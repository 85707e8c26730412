use std::fs;
use std::path::{Path, PathBuf};

use serde::Serialize;
use tracing::debug;

use crate::error::{PipelineError, Result};
use crate::record::{Record, Table};

/// Load a CSV table. Empty cells become absent values.
pub fn read_table(path: &Path) -> Result<Table> {
    if !path.exists() {
        return Err(PipelineError::MissingInput {
            path: path.to_path_buf(),
        });
    }
    let mut reader = csv::ReaderBuilder::new().flexible(true).from_path(path)?;
    let headers: Vec<String> = reader
        .headers()?
        .iter()
        .map(|h| h.trim().to_string())
        .collect();

    let mut table = Table::new(headers.clone());
    for result in reader.records() {
        let raw = result?;
        let mut row = Record::new();
        for (column, value) in headers.iter().zip(raw.iter()) {
            row.set(column, value);
        }
        table.push(row);
    }
    debug!(path = %path.display(), rows = table.len(), "table loaded");
    Ok(table)
}

/// Write `columns` of every row. Nothing lands at `path` unless the whole table serialised.
pub fn write_table(path: &Path, table: &Table, columns: &[String]) -> Result<()> {
    stage_table(path, table, columns)?.commit()
}

pub fn write_json<T: Serialize>(path: &Path, value: &T) -> Result<()> {
    stage_json(path, value)?.commit()
}

/// Serialises the table next to `path`; it becomes visible only on [`Staged::commit`].
pub fn stage_table(path: &Path, table: &Table, columns: &[String]) -> Result<Staged> {
    stage(path, |tmp| {
        let mut writer = csv::Writer::from_path(tmp)?;
        writer.write_record(columns)?;
        for row in table.rows() {
            writer.write_record(columns.iter().map(|c| row.get(c).unwrap_or("")))?;
        }
        writer.flush()?;
        Ok(())
    })
}

pub fn stage_json<T: Serialize>(path: &Path, value: &T) -> Result<Staged> {
    stage(path, |tmp| {
        let body = serde_json::to_string_pretty(value)?;
        fs::write(tmp, body)?;
        Ok(())
    })
}

/// A fully written temp file waiting to be renamed over its target. Dropped uncommitted, the
/// temp file is removed.
#[derive(Debug)]
pub struct Staged {
    tmp: PathBuf,
    path: PathBuf,
}

impl Staged {
    pub fn commit(self) -> Result<()> {
        fs::rename(&self.tmp, &self.path)?;
        debug!(path = %self.path.display(), "output committed");
        Ok(())
    }
}

impl Drop for Staged {
    fn drop(&mut self) {
        // no-op once committed: the temp file has been renamed away
        let _ = fs::remove_file(&self.tmp);
    }
}

fn stage<F>(path: &Path, write: F) -> Result<Staged>
where
    F: FnOnce(&Path) -> Result<()>,
{
    let staged = Staged {
        tmp: temp_path(path),
        path: path.to_path_buf(),
    };
    write(&staged.tmp)?;
    Ok(staged)
}

fn temp_path(path: &Path) -> PathBuf {
    let mut name = path
        .file_name()
        .map(|n| n.to_os_string())
        .unwrap_or_default();
    name.push(".tmp");
    path.with_file_name(name)
}

#[cfg(test)]
mod tests {
    use super::*;
    use crate::record::{CONTENT, CONTENT_TYPE, SOURCE};

    #[test]
    fn missing_file_is_reported() {
        let dir = tempfile::tempdir().unwrap();
        let err = read_table(&dir.path().join("nope.csv")).unwrap_err();
        assert!(matches!(err, PipelineError::MissingInput { .. }));
    }

    #[test]
    fn write_then_read_keeps_empty_cells_absent() {
        let dir = tempfile::tempdir().unwrap();
        let path = dir.path().join("t.csv");
        let columns = vec![SOURCE.to_string(), CONTENT.to_string(), CONTENT_TYPE.to_string()];
        let mut table = Table::new(columns.clone());
        table.push(
            Record::new()
                .with(SOURCE, "indeed")
                .with(CONTENT, "Rust, \"async\" developer"),
        );
        write_table(&path, &table, &columns).unwrap();

        let back = read_table(&path).unwrap();
        assert_eq!(back.columns(), columns.as_slice());
        assert_eq!(back.rows()[0].get(CONTENT), Some("Rust, \"async\" developer"));
        assert_eq!(back.rows()[0].get(CONTENT_TYPE), None);
        assert!(!dir.path().join("t.csv.tmp").exists());
    }

    #[test]
    fn failed_write_leaves_no_file() {
        let dir = tempfile::tempdir().unwrap();
        let path = dir.path().join("missing_dir").join("out.csv");
        let table = Table::new(vec![CONTENT.to_string()]);
        assert!(write_table(&path, &table, &[CONTENT.to_string()]).is_err());
        assert!(!path.exists());
    }

    #[test]
    fn dropped_stage_leaves_nothing_behind() {
        let dir = tempfile::tempdir().unwrap();
        let path = dir.path().join("out.json");
        let staged = stage_json(&path, &vec!["python"]).unwrap();
        assert!(dir.path().join("out.json.tmp").exists());
        drop(staged);
        assert!(!dir.path().join("out.json.tmp").exists());
        assert!(!path.exists());
    }

    #[test]
    fn commit_publishes_the_file() {
        let dir = tempfile::tempdir().unwrap();
        let path = dir.path().join("out.json");
        let staged = stage_json(&path, &vec!["python"]).unwrap();
        assert!(!path.exists());
        staged.commit().unwrap();
        assert!(std::fs::read_to_string(&path).unwrap().contains("python"));
        assert!(!dir.path().join("out.json.tmp").exists());
    }
}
:::::
# [Try it]
Please print, exactly and with nothing else, the lines from the first line of the entries through the line containing "row.set(column, value);".

# [Exercise response]
repository 85707e8c26730412
use std::fs;
use std::path::{Path, PathBuf};

use serde::Serialize;
use tracing::debug;

use crate::error::{PipelineError, Result};
use crate::record::{Record, Table};

/// Load a CSV table. Empty cells become absent values.
pub fn read_table(path: &Path) -> Result<Table> {
    if !path.exists() {
        return Err(PipelineError::MissingInput {
            path: path.to_path_buf(),
        });
    }
    let mut reader = csv::ReaderBuilder::new().flexible(true).from_path(path)?;
    let headers: Vec<String> = reader
        .headers()?
        .iter()
        .map(|h| h.trim().to_string())
        .collect();

    let mut table = Table::new(headers.clone());
    for result in reader.records() {
        let raw = result?;
        let mut row = Record::new();
        for (column, value) in headers.iter().zip(raw.iter()) {
            row.set(column, value);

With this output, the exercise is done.